__EXERCISE BRIEF__: Each record below should be written out again exactly as given.

__DATASET EXTRACT__:
▬▬▬
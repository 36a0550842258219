//! Quest handlers: master CRUD and the seeker/master lifecycle actions

use axum::Json;
use axum::body::Bytes;
use axum::extract::{Path, State};
use axum::http::StatusCode;
use kernel::id::QuestId;

use crate::application::quest_lifecycle::QuestLifecycleUseCase;
use crate::application::quests::{NewQuest, QuestPatch, QuestUseCase};
use crate::domain::entities::{Quest, QuestHistoryEntry};
use crate::domain::repository::QuestStore;
use crate::error::QuestResult;
use crate::presentation::dto::{
    ApproveRequest, ApproveResponse, AssignRequest, CompletionResponse, MessageResponse,
    RejectResponse, SeekerRequest, StartResponse,
};
use crate::presentation::handlers::{QuestAppState, optional_json};
use crate::presentation::middleware::{JsonBody, RequireMaster};

/// GET /api/quests
pub async fn list<R>(State(state): State<QuestAppState<R>>) -> QuestResult<Json<Vec<Quest>>>
where
    R: QuestStore,
{
    let quests = QuestUseCase::new(state.repo.clone()).list().await?;
    Ok(Json(quests))
}

/// GET /api/quests/history
pub async fn history<R>(
    State(state): State<QuestAppState<R>>,
) -> QuestResult<Json<Vec<QuestHistoryEntry>>>
where
    R: QuestStore,
{
    let entries = QuestUseCase::new(state.repo.clone()).history().await?;
    Ok(Json(entries))
}

/// GET /api/quests/{id}
pub async fn get<R>(
    State(state): State<QuestAppState<R>>,
    Path(id): Path<String>,
) -> QuestResult<Json<Quest>>
where
    R: QuestStore,
{
    let id = QuestId::parse(id)?;
    let quest = QuestUseCase::new(state.repo.clone()).get(&id).await?;
    Ok(Json(quest))
}

/// POST /api/quests
pub async fn create<R>(
    _master: RequireMaster,
    State(state): State<QuestAppState<R>>,
    JsonBody(input): JsonBody<NewQuest>,
) -> QuestResult<(StatusCode, Json<Quest>)>
where
    R: QuestStore,
{
    let quest = QuestUseCase::new(state.repo.clone()).create(input).await?;
    Ok((StatusCode::CREATED, Json(quest)))
}

/// PUT /api/quests/{id}
pub async fn update<R>(
    _master: RequireMaster,
    State(state): State<QuestAppState<R>>,
    Path(id): Path<String>,
    JsonBody(patch): JsonBody<QuestPatch>,
) -> QuestResult<Json<Quest>>
where
    R: QuestStore,
{
    let id = QuestId::parse(id)?;
    let quest = QuestUseCase::new(state.repo.clone())
        .update(&id, patch)
        .await?;
    Ok(Json(quest))
}

/// DELETE /api/quests/{id}
pub async fn delete<R>(
    _master: RequireMaster,
    State(state): State<QuestAppState<R>>,
    Path(id): Path<String>,
) -> QuestResult<Json<MessageResponse>>
where
    R: QuestStore,
{
    let id = QuestId::parse(id)?;
    let deleted = QuestUseCase::new(state.repo.clone()).delete(&id).await?;
    let message = if deleted {
        format!("Quest {id} deleted successfully")
    } else {
        format!("Quest {id} did not exist")
    };
    Ok(Json(MessageResponse::new(message)))
}

/// POST /api/quests/{id}/assign
pub async fn assign<R>(
    _master: RequireMaster,
    State(state): State<QuestAppState<R>>,
    Path(id): Path<String>,
    JsonBody(req): JsonBody<AssignRequest>,
) -> QuestResult<Json<Quest>>
where
    R: QuestStore,
{
    let id = QuestId::parse(id)?;
    let quest = QuestUseCase::new(state.repo.clone())
        .assign(&id, req.seeker_ids)
        .await?;
    Ok(Json(quest))
}

/// POST /api/quests/{id}/start
pub async fn start<R>(
    State(state): State<QuestAppState<R>>,
    Path(id): Path<String>,
    JsonBody(req): JsonBody<SeekerRequest>,
) -> QuestResult<Json<StartResponse>>
where
    R: QuestStore,
{
    let id = QuestId::parse(id)?;
    let quest = QuestLifecycleUseCase::new(state.repo.clone())
        .start(&id, &req.seeker_id)
        .await?;
    Ok(Json(quest.into()))
}

/// POST /api/quests/{id}/complete and /api/quests/{id}/complete-request
pub async fn complete<R>(
    State(state): State<QuestAppState<R>>,
    Path(id): Path<String>,
    JsonBody(req): JsonBody<SeekerRequest>,
) -> QuestResult<Json<CompletionResponse>>
where
    R: QuestStore,
{
    let id = QuestId::parse(id)?;
    let submitted = QuestLifecycleUseCase::new(state.repo.clone())
        .complete(&id, &req.seeker_id)
        .await?;
    Ok(Json(submitted.into()))
}

/// POST /api/quests/{id}/approve
pub async fn approve<R>(
    _master: RequireMaster,
    State(state): State<QuestAppState<R>>,
    Path(id): Path<String>,
    body: Bytes,
) -> QuestResult<Json<ApproveResponse>>
where
    R: QuestStore,
{
    let id = QuestId::parse(id)?;
    let req: ApproveRequest = optional_json(&body)?;
    let approval = QuestLifecycleUseCase::new(state.repo.clone())
        .approve(&id, req.seeker_id.as_ref())
        .await?;
    Ok(Json(approval.into()))
}

/// POST /api/quests/{id}/reject
pub async fn reject<R>(
    _master: RequireMaster,
    State(state): State<QuestAppState<R>>,
    Path(id): Path<String>,
) -> QuestResult<Json<RejectResponse>>
where
    R: QuestStore,
{
    let id = QuestId::parse(id)?;
    let quest = QuestLifecycleUseCase::new(state.repo.clone())
        .reject(&id)
        .await?;
    Ok(Json(quest.into()))
}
▬▬▬
__TASK RESULT__:
repository 36a0550842258219
//! Quest handlers: master CRUD and the seeker/master lifecycle actions

use axum::Json;
use axum::body::Bytes;
use axum::extract::{Path, State};
use axum::http::StatusCode;
use kernel::id::QuestId;

use crate::application::quest_lifecycle::QuestLifecycleUseCase;
use crate::application::quests::{NewQuest, QuestPatch, QuestUseCase};
use crate::domain::entities::{Quest, QuestHistoryEntry};
use crate::domain::repository::QuestStore;
use crate::error::QuestResult;
use crate::presentation::dto::{
    ApproveRequest, ApproveResponse, AssignRequest, CompletionResponse, MessageResponse,
    RejectResponse, SeekerRequest, StartResponse,
};
use crate::presentation::handlers::{QuestAppState, optional_json};
use crate::presentation::middleware::{JsonBody, RequireMaster};

/// GET /api/quests
pub async fn list<R>(State(state): State<QuestAppState<R>>) -> QuestResult<Json<Vec<Quest>>>
where
    R: QuestStore,
{
    let quests = QuestUseCase::new(state.repo.clone()).list().await?;
    Ok(Json(quests))
}

/// GET /api/quests/history
pub async fn history<R>(
    State(state): State<QuestAppState<R>>,
) -> QuestResult<Json<Vec<QuestHistoryEntry>>>
where
    R: QuestStore,
{
    let entries = QuestUseCase::new(state.repo.clone()).history().await?;
    Ok(Json(entries))
}

/// GET /api/quests/{id}
pub async fn get<R>(
    State(state): State<QuestAppState<R>>,
    Path(id): Path<String>,
) -> QuestResult<Json<Quest>>
where
    R: QuestStore,
{
    let id = QuestId::parse(id)?;
    let quest = QuestUseCase::new(state.repo.clone()).get(&id).await?;
    Ok(Json(quest))
}

/// POST /api/quests
pub async fn create<R>(
    _master: RequireMaster,
    State(state): State<QuestAppState<R>>,
    JsonBody(input): JsonBody<NewQuest>,
) -> QuestResult<(StatusCode, Json<Quest>)>
where
    R: QuestStore,
{
    let quest = QuestUseCase::new(state.repo.clone()).create(input).await?;
    Ok((StatusCode::CREATED, Json(quest)))
}

/// PUT /api/quests/{id}
pub async fn update<R>(
    _master: RequireMaster,
    State(state): State<QuestAppState<R>>,
    Path(id): Path<String>,
    JsonBody(patch): JsonBody<QuestPatch>,
) -> QuestResult<Json<Quest>>
where
    R: QuestStore,
{
    let id = QuestId::parse(id)?;
    let quest = QuestUseCase::new(state.repo.clone())
        .update(&id, patch)
        .await?;
    Ok(Json(quest))
}

/// DELETE /api/quests/{id}
pub async fn delete<R>(
    _master: RequireMaster,
    State(state): State<QuestAppState<R>>,
    Path(id): Path<String>,
) -> QuestResult<Json<MessageResponse>>
where
    R: QuestStore,
{
    let id = QuestId::parse(id)?;
    let deleted = QuestUseCase::new(state.repo.clone()).delete(&id).await?;
    let message = if deleted {
        format!("Quest {id} deleted successfully")
    } else {
        format!("Quest {id} did not exist")
    };
    Ok(Json(MessageResponse::new(message)))
}

/// POST /api/quests/{id}/assign
pub async fn assign<R>(
    _master: RequireMaster,
    State(state): State<QuestAppState<R>>,
    Path(id): Path<String>,
    JsonBody(req): JsonBody<AssignRequest>,
) -> QuestResult<Json<Quest>>
where
    R: QuestStore,
{
    let id = QuestId::parse(id)?;
    let quest = QuestUseCase::new(state.repo.clone())
        .assign(&id, req.seeker_ids)
        .await?;
    Ok(Json(quest))
}

/// POST /api/quests/{id}/start
pub async fn start<R>(
    State(state): State<QuestAppState<R>>,
    Path(id): Path<String>,
    JsonBody(req): JsonBody<SeekerRequest>,
) -> QuestResult<Json<StartResponse>>
where
    R: QuestStore,
{
    let id = QuestId::parse(id)?;
    let quest = QuestLifecycleUseCase::new(state.repo.clone())
        .start(&id, &req.seeker_id)
        .await?;
    Ok(Json(quest.into()))
}

/// POST /api/quests/{id}/complete and /api/quests/{id}/complete-request
pub async fn complete<R>(
    State(state): State<QuestAppState<R>>,
    Path(id): Path<String>,
    JsonBody(req): JsonBody<SeekerRequest>,
) -> QuestResult<Json<CompletionResponse>>
where
    R: QuestStore,
{
    let id = QuestId::parse(id)?;
    let submitted = QuestLifecycleUseCase::new(state.repo.clone())
        .complete(&id, &req.seeker_id)
        .await?;
    Ok(Json(submitted.into()))
}

/// POST /api/quests/{id}/approve
pub async fn approve<R>(
    _master: RequireMaster,
    State(state): State<QuestAppState<R>>,
    Path(id): Path<String>,
    body: Bytes,
) -> QuestResult<Json<ApproveResponse>>
where
    R: QuestStore,
{
    let id = QuestId::parse(id)?;
    let req: ApproveRequest = optional_json(&body)?;
    let approval = QuestLifecycleUseCase::new(state.repo.clone())
        .approve(&id, req.seeker_id.as_ref())
        .await?;
    Ok(Json(approval.into()))
}

/// POST /api/quests/{id}/reject
pub async fn reject<R>(
    _master: RequireMaster,
    State(state): State<QuestAppState<R>>,
    Path(id): Path<String>,
) -> QuestResult<Json<RejectResponse>>
where
    R: QuestStore,
{
    let id = QuestId::parse(id)?;
    let quest = QuestLifecycleUseCase::new(state.repo.clone())
        .reject(&id)
        .await?;
    Ok(Json(quest.into()))
}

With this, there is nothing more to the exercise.